Accuracy of gamma-variate fits to concentration-time curves from dynamic susceptibility-contrast enhanced MRI: influence of time resolution, maximal signal drop and signal-to-noise.

Concentration-time curves derived from dynamic susceptibility-contrast enhanced magnetic resonance imaging are widely used to calculate cerebrovascular parameters. To exclude effects of recirculation, a non-linear regression method is used to fit a gamma-variate function to the concentration-time course. In previous studies the errors arising from the fitting procedure have not been quantified. In a computer simulation we investigate the uncertainties of parameters calculated from the fitted gamma-variate function, exploring the dependencies on signal-to-noise (SNR), time resolution (delta t), and maximal signal drop (MSD).

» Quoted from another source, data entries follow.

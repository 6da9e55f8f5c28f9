//! Retention & Protection Policy
//!
//! A version is protected while a consumer may still read it:
//!
//! - a distribution serves it directly
//! - a distribution serves a publication built from it
//! - a checkpoint distribution points at the repository and a checkpoint
//!   publication was built from it
//! - the repository's first non-checkpoint distribution currently resolves
//!   to it (latest published version, or latest complete version)
//!
//! Retention keeps the newest `retain_repo_versions` unprotected complete
//! versions and deletes the rest oldest-first, one transaction per version.

use std::collections::BTreeSet;

use tracing::{debug, info};

use super::lifecycle;
use crate::domain::{LedgerTx, RepositoryId, RepositoryVersion, VersionId, VersionStore};
use crate::{Result, StorageError};

/// Versions of the repository that must not be deleted
pub fn protected_versions(
    tx: &mut dyn LedgerTx,
    repository_id: RepositoryId,
) -> Result<BTreeSet<VersionId>> {
    let versions = tx.list_versions(repository_id)?;
    let own: BTreeSet<VersionId> = versions.iter().map(|v| v.id).collect();
    let publications = tx.publications(repository_id)?;
    let distributions = tx.distributions(repository_id)?;

    let mut protected = BTreeSet::new();

    for distribution in &distributions {
        if let Some(version_id) = distribution.repository_version_id {
            if own.contains(&version_id) {
                protected.insert(version_id);
            }
        }
        if let Some(publication_id) = distribution.publication_id {
            protected.extend(
                publications
                    .iter()
                    .filter(|p| p.id == publication_id)
                    .map(|p| p.repository_version_id),
            );
        }
    }

    let serves_repository = |checkpoint: bool| {
        distributions
            .iter()
            .find(|d| d.repository_id == Some(repository_id) && d.checkpoint == checkpoint)
    };

    if serves_repository(true).is_some() {
        protected.extend(
            publications
                .iter()
                .filter(|p| p.checkpoint)
                .map(|p| p.repository_version_id),
        );
    }

    if let Some(distribution) = serves_repository(false) {
        let resolved = if distribution.serve_from_publication {
            let published: BTreeSet<VersionId> = publications
                .iter()
                .filter(|p| p.complete)
                .map(|p| p.repository_version_id)
                .collect();
            versions
                .iter()
                .filter(|v| published.contains(&v.id))
                .max_by_key(|v| v.number)
        } else {
            versions
                .iter()
                .filter(|v| v.complete)
                .max_by_key(|v| v.number)
        };
        if let Some(version) = resolved {
            protected.insert(version.id);
        }
    }

    Ok(protected)
}

/// Versions retention would delete right now, oldest first
pub fn retention_candidates(
    tx: &mut dyn LedgerTx,
    repository_id: RepositoryId,
) -> Result<Vec<RepositoryVersion>> {
    let repository = tx
        .get_repository(repository_id)?
        .ok_or_else(|| StorageError::repository_not_found(repository_id))?;

    let versions = tx.list_versions(repository_id)?;
    if let Some(open) = versions.iter().find(|v| !v.complete) {
        return Err(StorageError::concurrent_mutation(
            repository_id,
            format!(
                "Attempt to clean up old versions while version {} is in flight",
                open.number
            ),
        ));
    }

    let Some(retain) = repository.retain_repo_versions else {
        return Ok(Vec::new());
    };

    let protected = protected_versions(tx, repository_id)?;
    let mut candidates: Vec<RepositoryVersion> = versions
        .into_iter()
        .filter(|v| v.complete && !protected.contains(&v.id))
        .collect();
    candidates.sort_by(|a, b| b.number.cmp(&a.number));

    let mut doomed = candidates.split_off(candidates.len().min(retain as usize));
    doomed.reverse();
    Ok(doomed)
}

/// Apply the repository's retention limit.
///
/// Each deletion commits on its own; an error stops the sweep and leaves the
/// deletions already made in place.
pub fn cleanup_old_versions<S>(
    store: &S,
    repository_id: RepositoryId,
    batch_size: usize,
) -> Result<Vec<RepositoryVersion>>
where
    S: VersionStore + ?Sized,
{
    let doomed = {
        let mut tx = store.begin()?;
        retention_candidates(tx.as_mut(), repository_id)?
    };
    if doomed.is_empty() {
        debug!(repository = %repository_id, "Nothing to clean up");
        return Ok(Vec::new());
    }

    let mut deleted = Vec::with_capacity(doomed.len());
    for version in doomed {
        let mut tx = store.begin()?;
        // Another caller may have deleted it since the sweep was planned.
        let Some(current) = tx.get_version(version.id)? else {
            continue;
        };
        info!(
            version = %current,
            "Deleting repository version due to version retention limit"
        );
        lifecycle::delete_version(tx.as_mut(), &current, batch_size)?;
        tx.commit()?;
        deleted.push(current);
    }
    Ok(deleted)
}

Our study was performed to give a framework on how to design MR-sequences and choose contrast media and their application in order to yield concentration-time curves which allow a reliable performance of the gamma-variate fitting procedure. We recorded 396 concentration-time curves from regions of interest of 40 patients. The gamma-variate fitting procedure was applied to these curves resulting in 396 parameter sets. Ideal concentration-time curves as gamma-variate functions were generated from these sets with a given delta t, MSD, and SNR. Recirculation effect was simulated. Then the gamma-variate fitting was performed again. From ideal and simulated gamma-variate function the area and the normalized first moment were calculated. The uncertainties of the values calculated from the simulated curve relating to the values of the original one were determined. Increase of SNR decreases the involved errors. With SNR values of 100 and more there is only minor influence of delta t and MSD and the fitted curve approximates the original data very well. Smaller values of SNR lead to a stronger influence of delta t and MSD and a higher number of fitting failures. With increasing delta t the uncertainties also increase. Intermediate values of MSD (30% to 70%) yield the smallest errors while increasing or decreasing MSD yields an increase of uncertainty. To achieve low uncertainties in the calculation of cerebrovascular parameters from gamma-variate fits, delta t of the imaging sequence and MSD must be considered. This is more important the lower SNR is. The shown dependencies should be taken into account when choosing MR sequence parameters and application of contrast media.